- To do
Select every line containing the word "scene" from the material, and copy those lines.

- Provided information
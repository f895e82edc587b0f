//! Decider configuration, persisted as TOML.

use std::path::Path;

use serde::{Deserialize, Serialize};

use crate::error::{DecideError, DecideResult};
use crate::semantics::IndifferentSelection;

/// Default elaboration ceiling per phase.
pub const DEFAULT_MAX_ELABORATIONS: u32 = 100;

/// Configuration for a [`Decider`](crate::decide::Decider).
#[derive(Debug, Clone, PartialEq, Eq, Serialize, Deserialize)]
pub struct DecideConfig {
    /// Elaboration steps allowed before the waterfall forces a phase change.
    #[serde(default = "default_max_elaborations")]
    pub max_elaborations: u32,
    /// How committed decisions pick among indifferent operators.
    #[serde(default)]
    pub indifferent_selection: IndifferentSelection,
    /// Seed for random indifferent selection.
    #[serde(default)]
    pub seed: u64,
    /// Verify the goal-stack invariant after every decision removal.
    #[serde(default = "default_check_invariants")]
    pub check_invariants: bool,
}

fn default_max_elaborations() -> u32 {
    DEFAULT_MAX_ELABORATIONS
}

fn default_check_invariants() -> bool {
    true
}

impl Default for DecideConfig {
    fn default() -> Self {
        Self {
            max_elaborations: DEFAULT_MAX_ELABORATIONS,
            indifferent_selection: IndifferentSelection::default(),
            seed: 0,
            check_invariants: true,
        }
    }
}

impl DecideConfig {
    /// Load from a TOML file.
    pub fn load(path: &Path) -> DecideResult<Self> {
        let content = std::fs::read_to_string(path).map_err(|e| DecideError::ConfigRead {
            path: path.display().to_string(),
            source: e,
        })?;
        Self::from_toml(&content).map_err(|e| match e {
            DecideError::ConfigParse { message, .. } => DecideError::ConfigParse {
                path: path.display().to_string(),
                message,
            },
            other => other,
        })
    }

    /// Parse from TOML text.
    pub fn from_toml(content: &str) -> DecideResult<Self> {
        toml::from_str(content).map_err(|e| DecideError::ConfigParse {
            path: "<inline>".into(),
            message: e.to_string(),
        })
    }

    pub fn to_toml(&self) -> DecideResult<String> {
        toml::to_string_pretty(self).map_err(|e| DecideError::ConfigParse {
            path: "<inline>".into(),
            message: e.to_string(),
        })
    }

    /// Save to a TOML file, creating parent directories.
    pub fn save(&self, path: &Path) -> DecideResult<()> {
        let content = self.to_toml()?;
        if let Some(parent) = path.parent() {
            std::fs::create_dir_all(parent).map_err(|e| DecideError::ConfigWrite {
                path: parent.display().to_string(),
                source: e,
            })?;
        }
        std::fs::write(path, content).map_err(|e| DecideError::ConfigWrite {
            path: path.display().to_string(),
            source: e,
        })
    }
}
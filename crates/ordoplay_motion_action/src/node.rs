// SPDX-License-Identifier: MIT OR Apache-2.0
//! Reference scene node.
//!
//! A minimal [`ActionTarget`] implementation backed by plain fields and a
//! property bag. Used by the tests throughout the workspace and handy as a
//! starting point for embedders whose scene graph is not yet wired up.

use crate::target::ActionTarget;
use std::collections::HashMap;

/// Plain-field scene node implementing the target contract.
#[derive(Debug, Clone, PartialEq)]
pub struct BasicNode {
    /// Horizontal position
    pub x: f64,
    /// Vertical position
    pub y: f64,
    /// Rotation angle in degrees
    pub rotation: f64,
    /// Horizontal scale factor
    pub scale_x: f64,
    /// Vertical scale factor
    pub scale_y: f64,
    /// Opacity in `[0, 1]`
    pub alpha: f32,
    /// Tint color (RGB)
    pub tint: [f32; 3],
    /// Named properties keyed by path
    pub properties: HashMap<String, f64>,
}

impl BasicNode {
    /// Create a node at the origin with identity transform.
    pub fn new() -> Self {
        Self {
            x: 0.0,
            y: 0.0,
            rotation: 0.0,
            scale_x: 1.0,
            scale_y: 1.0,
            alpha: 1.0,
            tint: [1.0, 1.0, 1.0],
            properties: HashMap::new(),
        }
    }

    /// Create a node at a position.
    pub fn at(x: f64, y: f64) -> Self {
        Self {
            x,
            y,
            ..Self::new()
        }
    }

    /// Register a named property with an initial value.
    pub fn with_property(mut self, path: impl Into<String>, value: f64) -> Self {
        self.properties.insert(path.into(), value);
        self
    }
}

impl Default for BasicNode {
    fn default() -> Self {
        Self::new()
    }
}

impl ActionTarget for BasicNode {
    fn x(&self) -> f64 {
        self.x
    }

    fn set_x(&mut self, x: f64) {
        self.x = x;
    }

    fn y(&self) -> f64 {
        self.y
    }

    fn set_y(&mut self, y: f64) {
        self.y = y;
    }

    fn rotation(&self) -> f64 {
        self.rotation
    }

    fn set_rotation(&mut self, degrees: f64) {
        self.rotation = degrees;
    }

    fn scale_x(&self) -> f64 {
        self.scale_x
    }

    fn set_scale_x(&mut self, sx: f64) {
        self.scale_x = sx;
    }

    fn scale_y(&self) -> f64 {
        self.scale_y
    }

    fn set_scale_y(&mut self, sy: f64) {
        self.scale_y = sy;
    }

    fn alpha(&self) -> f32 {
        self.alpha
    }

    fn set_alpha(&mut self, alpha: f32) {
        self.alpha = alpha;
    }

    fn tint(&self) -> [f32; 3] {
        self.tint
    }

    fn set_tint(&mut self, tint: [f32; 3]) {
        self.tint = tint;
    }

    fn property(&self, path: &str) -> Option<f64> {
        self.properties.get(path).copied()
    }

    fn set_property(&mut self, path: &str, value: f64) -> bool {
        if path.is_empty() {
            return false;
        }
        match self.properties.get_mut(path) {
            Some(slot) => {
                *slot = value;
                true
            }
            None => false,
        }
    }
}
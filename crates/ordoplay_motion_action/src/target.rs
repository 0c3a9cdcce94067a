// SPDX-License-Identifier: MIT OR Apache-2.0
//! Target capability contract.
//!
//! Actions mutate scene objects through [`ActionTarget`]; the core never owns
//! a target's lifetime and never sees a concrete node type. Targets are
//! addressed by [`ActorId`] when a driver needs to resolve them.

use serde::{Deserialize, Serialize};
use uuid::Uuid;

/// Handle to a scene object owned elsewhere.
#[derive(Debug, Clone, Copy, PartialEq, Eq, Hash, Serialize, Deserialize)]
pub struct ActorId(pub Uuid);

impl ActorId {
    /// Create a new random actor ID
    pub fn new() -> Self {
        Self(Uuid::new_v4())
    }
}

impl Default for ActorId {
    fn default() -> Self {
        Self::new()
    }
}

/// Mutation capabilities an action target must expose.
///
/// Concrete leaf actions each touch a subset of these; the named-property
/// accessors cover anything outside the fixed transform set.
pub trait ActionTarget {
    /// Horizontal position
    fn x(&self) -> f64;
    /// Set horizontal position
    fn set_x(&mut self, x: f64);
    /// Vertical position
    fn y(&self) -> f64;
    /// Set vertical position
    fn set_y(&mut self, y: f64);
    /// Rotation angle in degrees
    fn rotation(&self) -> f64;
    /// Set rotation angle in degrees
    fn set_rotation(&mut self, degrees: f64);
    /// Horizontal scale factor
    fn scale_x(&self) -> f64;
    /// Set horizontal scale factor
    fn set_scale_x(&mut self, sx: f64);
    /// Vertical scale factor
    fn scale_y(&self) -> f64;
    /// Set vertical scale factor
    fn set_scale_y(&mut self, sy: f64);
    /// Opacity in `[0, 1]`
    fn alpha(&self) -> f32;
    /// Set opacity
    fn set_alpha(&mut self, alpha: f32);
    /// Tint color (RGB, `[0, 1]` per channel)
    fn tint(&self) -> [f32; 3];
    /// Set tint color
    fn set_tint(&mut self, tint: [f32; 3]);
    /// Read a named property; `None` when the path is unknown
    fn property(&self, path: &str) -> Option<f64>;
    /// Write a named property; `false` when the path is rejected
    fn set_property(&mut self, path: &str, value: f64) -> bool;

    /// Set both position components at once
    fn set_position(&mut self, x: f64, y: f64) {
        self.set_x(x);
        self.set_y(y);
    }

    /// Set both scale components at once
    fn set_scale(&mut self, sx: f64, sy: f64) {
        self.set_scale_x(sx);
        self.set_scale_y(sy);
    }
}

/// Value produced by one application of an action's mutation.
///
/// Handed to the `on_apply` observer; only materialized when such an observer
/// is actually registered.
#[derive(Debug, Clone, Copy, PartialEq)]
pub enum AppliedValue {
    /// No value (delay and callback actions)
    None,
    /// Scalar (rotation, fade, named property)
    Float(f64),
    /// Pair (position, scale)
    Vec2([f64; 2]),
    /// RGB color (tint)
    Color3([f32; 3]),
}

- Task result
//! Reference scene node.
//! starting point for embedders whose scene graph is not yet wired up.
/// Plain-field scene node implementing the target contract.
//! Actions mutate scene objects through [`ActionTarget`]; the core never owns
/// Handle to a scene object owned elsewhere.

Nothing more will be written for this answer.